*** Opening of Available data ***
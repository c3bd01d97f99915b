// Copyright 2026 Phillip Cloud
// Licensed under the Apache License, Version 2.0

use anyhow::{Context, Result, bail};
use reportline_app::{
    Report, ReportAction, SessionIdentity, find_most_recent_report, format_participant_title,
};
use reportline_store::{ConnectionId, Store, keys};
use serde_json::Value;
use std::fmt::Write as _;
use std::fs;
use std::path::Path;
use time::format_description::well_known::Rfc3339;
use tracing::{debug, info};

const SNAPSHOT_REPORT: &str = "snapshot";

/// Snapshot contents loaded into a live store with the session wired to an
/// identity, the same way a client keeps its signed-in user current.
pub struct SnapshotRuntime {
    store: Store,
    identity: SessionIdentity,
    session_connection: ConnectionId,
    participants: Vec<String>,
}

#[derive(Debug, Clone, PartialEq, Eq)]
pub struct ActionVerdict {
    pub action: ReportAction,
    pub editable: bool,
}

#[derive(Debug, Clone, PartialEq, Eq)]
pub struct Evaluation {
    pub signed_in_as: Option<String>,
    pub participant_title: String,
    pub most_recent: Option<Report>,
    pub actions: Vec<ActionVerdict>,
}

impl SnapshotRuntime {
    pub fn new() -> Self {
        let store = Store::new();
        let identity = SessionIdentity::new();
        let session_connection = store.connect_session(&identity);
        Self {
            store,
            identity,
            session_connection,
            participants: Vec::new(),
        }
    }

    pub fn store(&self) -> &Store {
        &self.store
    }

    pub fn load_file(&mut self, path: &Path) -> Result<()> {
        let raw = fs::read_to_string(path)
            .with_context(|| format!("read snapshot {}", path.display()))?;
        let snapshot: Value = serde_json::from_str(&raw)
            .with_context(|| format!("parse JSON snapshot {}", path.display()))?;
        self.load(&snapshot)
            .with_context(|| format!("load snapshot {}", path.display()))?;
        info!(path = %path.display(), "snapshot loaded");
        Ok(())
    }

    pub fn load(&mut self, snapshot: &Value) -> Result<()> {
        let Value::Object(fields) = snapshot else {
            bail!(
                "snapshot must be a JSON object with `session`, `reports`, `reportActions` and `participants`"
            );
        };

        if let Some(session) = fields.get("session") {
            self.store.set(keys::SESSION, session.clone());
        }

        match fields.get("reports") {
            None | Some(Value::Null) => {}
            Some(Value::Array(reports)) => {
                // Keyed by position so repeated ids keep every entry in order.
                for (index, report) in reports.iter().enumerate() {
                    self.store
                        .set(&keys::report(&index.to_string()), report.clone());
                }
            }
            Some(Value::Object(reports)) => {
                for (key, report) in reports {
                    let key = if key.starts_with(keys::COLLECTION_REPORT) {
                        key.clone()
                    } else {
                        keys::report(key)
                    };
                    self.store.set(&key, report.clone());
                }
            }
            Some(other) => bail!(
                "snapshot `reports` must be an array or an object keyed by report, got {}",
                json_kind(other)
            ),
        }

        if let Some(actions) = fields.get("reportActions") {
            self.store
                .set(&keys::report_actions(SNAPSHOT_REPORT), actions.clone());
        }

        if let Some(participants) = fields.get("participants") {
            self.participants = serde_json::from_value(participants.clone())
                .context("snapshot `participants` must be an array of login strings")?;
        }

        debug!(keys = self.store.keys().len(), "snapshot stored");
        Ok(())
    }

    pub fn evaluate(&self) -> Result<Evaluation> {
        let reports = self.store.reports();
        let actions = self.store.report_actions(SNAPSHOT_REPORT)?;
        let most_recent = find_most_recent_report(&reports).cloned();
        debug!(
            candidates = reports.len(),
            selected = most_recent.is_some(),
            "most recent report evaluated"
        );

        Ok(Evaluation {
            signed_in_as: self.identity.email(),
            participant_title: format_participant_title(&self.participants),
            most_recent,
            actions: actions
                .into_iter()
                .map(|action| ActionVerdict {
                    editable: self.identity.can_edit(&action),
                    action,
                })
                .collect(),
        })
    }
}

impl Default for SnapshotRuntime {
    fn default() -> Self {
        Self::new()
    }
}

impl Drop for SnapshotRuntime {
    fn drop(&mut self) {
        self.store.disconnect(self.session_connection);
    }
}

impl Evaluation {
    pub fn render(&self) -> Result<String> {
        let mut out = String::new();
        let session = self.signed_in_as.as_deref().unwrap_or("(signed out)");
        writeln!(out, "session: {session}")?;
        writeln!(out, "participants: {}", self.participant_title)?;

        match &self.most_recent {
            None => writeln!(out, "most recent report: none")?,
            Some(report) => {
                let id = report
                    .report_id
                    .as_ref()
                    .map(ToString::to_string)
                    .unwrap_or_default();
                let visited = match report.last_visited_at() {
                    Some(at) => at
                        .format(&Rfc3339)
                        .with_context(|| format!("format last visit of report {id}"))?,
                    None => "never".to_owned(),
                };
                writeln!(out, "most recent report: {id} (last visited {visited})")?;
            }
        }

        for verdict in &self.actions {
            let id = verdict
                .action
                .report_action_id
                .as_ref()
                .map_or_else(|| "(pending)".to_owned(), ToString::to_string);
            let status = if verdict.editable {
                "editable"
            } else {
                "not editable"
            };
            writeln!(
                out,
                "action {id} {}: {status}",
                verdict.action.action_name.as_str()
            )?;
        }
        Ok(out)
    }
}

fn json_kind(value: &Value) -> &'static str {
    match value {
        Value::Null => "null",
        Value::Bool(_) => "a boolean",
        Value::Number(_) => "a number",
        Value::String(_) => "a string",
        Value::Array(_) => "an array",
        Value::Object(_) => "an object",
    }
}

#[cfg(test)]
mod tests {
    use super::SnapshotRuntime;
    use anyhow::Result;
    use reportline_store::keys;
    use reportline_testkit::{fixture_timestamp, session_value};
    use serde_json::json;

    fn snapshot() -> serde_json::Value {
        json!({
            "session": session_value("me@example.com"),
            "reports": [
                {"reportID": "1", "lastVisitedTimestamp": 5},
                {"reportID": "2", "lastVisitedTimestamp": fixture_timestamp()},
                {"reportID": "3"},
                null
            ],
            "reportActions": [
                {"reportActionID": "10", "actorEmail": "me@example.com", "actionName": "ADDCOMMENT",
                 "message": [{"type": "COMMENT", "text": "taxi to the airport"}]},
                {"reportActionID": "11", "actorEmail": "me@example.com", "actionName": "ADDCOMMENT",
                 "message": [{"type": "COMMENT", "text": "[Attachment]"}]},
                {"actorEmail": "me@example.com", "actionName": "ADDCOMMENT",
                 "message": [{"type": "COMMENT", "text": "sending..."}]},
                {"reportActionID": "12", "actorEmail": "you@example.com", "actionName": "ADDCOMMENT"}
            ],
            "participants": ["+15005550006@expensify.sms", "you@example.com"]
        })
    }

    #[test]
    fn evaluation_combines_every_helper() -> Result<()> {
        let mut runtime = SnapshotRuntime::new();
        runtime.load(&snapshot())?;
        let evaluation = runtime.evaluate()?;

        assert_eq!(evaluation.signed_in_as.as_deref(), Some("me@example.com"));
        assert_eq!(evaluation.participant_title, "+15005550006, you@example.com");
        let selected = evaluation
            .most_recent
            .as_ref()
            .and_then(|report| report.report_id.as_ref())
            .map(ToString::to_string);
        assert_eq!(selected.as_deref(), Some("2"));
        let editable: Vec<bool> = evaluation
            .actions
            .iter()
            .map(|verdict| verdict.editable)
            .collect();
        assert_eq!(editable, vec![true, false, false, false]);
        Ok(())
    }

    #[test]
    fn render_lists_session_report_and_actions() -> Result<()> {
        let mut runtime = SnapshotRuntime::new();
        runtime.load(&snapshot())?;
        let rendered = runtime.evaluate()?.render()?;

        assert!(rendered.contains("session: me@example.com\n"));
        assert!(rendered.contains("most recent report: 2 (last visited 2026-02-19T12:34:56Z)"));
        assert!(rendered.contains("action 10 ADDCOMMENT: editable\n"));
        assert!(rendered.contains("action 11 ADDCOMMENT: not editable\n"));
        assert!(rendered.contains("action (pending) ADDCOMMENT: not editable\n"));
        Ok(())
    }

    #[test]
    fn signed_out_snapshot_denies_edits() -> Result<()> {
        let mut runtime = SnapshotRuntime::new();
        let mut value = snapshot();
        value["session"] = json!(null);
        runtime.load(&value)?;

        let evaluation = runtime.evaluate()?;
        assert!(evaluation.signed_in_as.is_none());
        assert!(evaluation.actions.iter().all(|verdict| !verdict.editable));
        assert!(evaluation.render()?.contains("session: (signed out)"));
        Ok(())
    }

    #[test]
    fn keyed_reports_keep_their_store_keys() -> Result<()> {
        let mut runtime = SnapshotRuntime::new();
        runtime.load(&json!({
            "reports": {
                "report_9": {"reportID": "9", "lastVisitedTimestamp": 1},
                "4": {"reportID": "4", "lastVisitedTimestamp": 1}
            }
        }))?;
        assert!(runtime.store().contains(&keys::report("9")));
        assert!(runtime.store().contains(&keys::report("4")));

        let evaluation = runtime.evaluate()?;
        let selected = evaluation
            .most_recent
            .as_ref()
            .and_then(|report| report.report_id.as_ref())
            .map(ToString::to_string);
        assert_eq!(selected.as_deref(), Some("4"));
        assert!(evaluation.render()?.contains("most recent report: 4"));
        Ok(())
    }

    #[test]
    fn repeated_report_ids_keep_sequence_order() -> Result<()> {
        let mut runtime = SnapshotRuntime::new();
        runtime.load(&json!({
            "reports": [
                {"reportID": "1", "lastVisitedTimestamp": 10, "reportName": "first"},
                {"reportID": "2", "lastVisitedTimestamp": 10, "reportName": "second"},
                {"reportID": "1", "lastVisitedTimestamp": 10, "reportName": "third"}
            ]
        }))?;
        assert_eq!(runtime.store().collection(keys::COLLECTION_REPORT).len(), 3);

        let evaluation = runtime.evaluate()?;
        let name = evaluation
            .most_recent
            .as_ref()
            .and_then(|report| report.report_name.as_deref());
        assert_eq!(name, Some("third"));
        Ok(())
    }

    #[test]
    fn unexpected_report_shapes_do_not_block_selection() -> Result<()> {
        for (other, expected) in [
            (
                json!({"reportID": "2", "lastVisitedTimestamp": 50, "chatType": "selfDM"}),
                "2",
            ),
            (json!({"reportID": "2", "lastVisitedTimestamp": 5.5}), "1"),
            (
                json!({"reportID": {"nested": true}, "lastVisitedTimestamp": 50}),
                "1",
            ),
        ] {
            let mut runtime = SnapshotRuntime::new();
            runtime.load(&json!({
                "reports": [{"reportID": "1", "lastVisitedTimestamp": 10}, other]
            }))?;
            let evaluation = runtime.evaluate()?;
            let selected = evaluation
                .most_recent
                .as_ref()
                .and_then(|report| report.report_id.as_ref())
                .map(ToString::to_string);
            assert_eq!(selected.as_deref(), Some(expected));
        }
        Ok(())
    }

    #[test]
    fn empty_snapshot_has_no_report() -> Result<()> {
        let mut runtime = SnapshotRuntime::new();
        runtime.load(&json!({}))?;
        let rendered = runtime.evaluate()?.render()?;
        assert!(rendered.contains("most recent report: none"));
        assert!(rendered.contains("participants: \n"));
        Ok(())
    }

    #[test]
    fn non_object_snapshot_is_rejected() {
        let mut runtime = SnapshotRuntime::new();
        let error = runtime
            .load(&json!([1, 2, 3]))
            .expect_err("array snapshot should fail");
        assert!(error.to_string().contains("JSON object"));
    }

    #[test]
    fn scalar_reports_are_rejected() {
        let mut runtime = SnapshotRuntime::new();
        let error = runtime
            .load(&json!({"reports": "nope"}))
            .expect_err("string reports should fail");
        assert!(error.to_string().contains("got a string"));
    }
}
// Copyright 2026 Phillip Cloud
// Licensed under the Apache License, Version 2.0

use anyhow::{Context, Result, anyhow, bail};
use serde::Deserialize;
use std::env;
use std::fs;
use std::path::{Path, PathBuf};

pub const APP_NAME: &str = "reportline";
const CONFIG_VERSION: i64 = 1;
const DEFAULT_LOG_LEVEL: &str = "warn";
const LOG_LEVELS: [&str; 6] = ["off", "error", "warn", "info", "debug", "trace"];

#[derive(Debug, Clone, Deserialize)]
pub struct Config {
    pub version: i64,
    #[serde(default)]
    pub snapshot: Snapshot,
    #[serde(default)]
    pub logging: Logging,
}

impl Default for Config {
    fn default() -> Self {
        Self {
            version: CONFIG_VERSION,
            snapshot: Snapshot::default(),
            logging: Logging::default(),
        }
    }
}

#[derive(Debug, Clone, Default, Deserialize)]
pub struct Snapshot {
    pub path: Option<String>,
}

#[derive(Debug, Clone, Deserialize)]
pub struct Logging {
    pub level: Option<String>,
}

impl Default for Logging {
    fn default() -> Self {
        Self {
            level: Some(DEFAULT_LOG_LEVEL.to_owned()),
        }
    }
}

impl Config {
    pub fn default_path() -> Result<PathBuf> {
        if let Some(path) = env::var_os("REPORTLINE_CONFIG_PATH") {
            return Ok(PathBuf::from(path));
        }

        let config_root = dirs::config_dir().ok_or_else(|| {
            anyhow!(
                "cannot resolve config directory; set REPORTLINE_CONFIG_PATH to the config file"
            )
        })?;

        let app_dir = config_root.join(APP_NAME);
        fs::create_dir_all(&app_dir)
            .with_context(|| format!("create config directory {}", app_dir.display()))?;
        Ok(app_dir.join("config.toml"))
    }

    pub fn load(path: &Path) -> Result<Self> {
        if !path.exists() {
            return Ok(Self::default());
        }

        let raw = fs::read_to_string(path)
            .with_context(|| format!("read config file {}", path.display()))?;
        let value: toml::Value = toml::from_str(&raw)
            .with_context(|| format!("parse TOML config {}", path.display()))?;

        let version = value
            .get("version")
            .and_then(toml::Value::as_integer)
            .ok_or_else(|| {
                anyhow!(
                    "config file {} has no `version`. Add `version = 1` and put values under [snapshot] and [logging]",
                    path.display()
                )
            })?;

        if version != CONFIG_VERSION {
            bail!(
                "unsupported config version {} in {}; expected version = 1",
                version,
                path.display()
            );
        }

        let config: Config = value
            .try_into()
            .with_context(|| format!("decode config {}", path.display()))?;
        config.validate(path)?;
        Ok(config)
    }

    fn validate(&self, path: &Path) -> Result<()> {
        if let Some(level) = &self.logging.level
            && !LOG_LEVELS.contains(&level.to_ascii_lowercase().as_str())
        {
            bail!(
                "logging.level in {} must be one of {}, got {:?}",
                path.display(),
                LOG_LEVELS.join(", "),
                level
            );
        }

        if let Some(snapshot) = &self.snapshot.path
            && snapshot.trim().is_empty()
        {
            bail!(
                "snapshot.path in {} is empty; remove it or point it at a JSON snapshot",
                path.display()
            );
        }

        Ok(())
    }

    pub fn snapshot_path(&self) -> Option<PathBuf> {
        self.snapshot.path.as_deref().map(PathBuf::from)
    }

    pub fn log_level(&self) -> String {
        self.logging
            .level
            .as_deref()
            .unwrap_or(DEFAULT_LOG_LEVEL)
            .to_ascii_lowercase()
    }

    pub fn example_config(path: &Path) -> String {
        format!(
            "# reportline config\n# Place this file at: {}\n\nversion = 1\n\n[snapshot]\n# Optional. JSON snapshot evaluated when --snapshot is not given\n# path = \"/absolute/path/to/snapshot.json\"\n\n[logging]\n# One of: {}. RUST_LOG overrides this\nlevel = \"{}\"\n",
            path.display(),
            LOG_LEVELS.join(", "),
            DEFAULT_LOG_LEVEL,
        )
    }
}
*** Close of Available data ***
- Exercise aim:
Only a number is wanted here: how many lines of the records above include the string "const"?

- Solution to this exercise:
5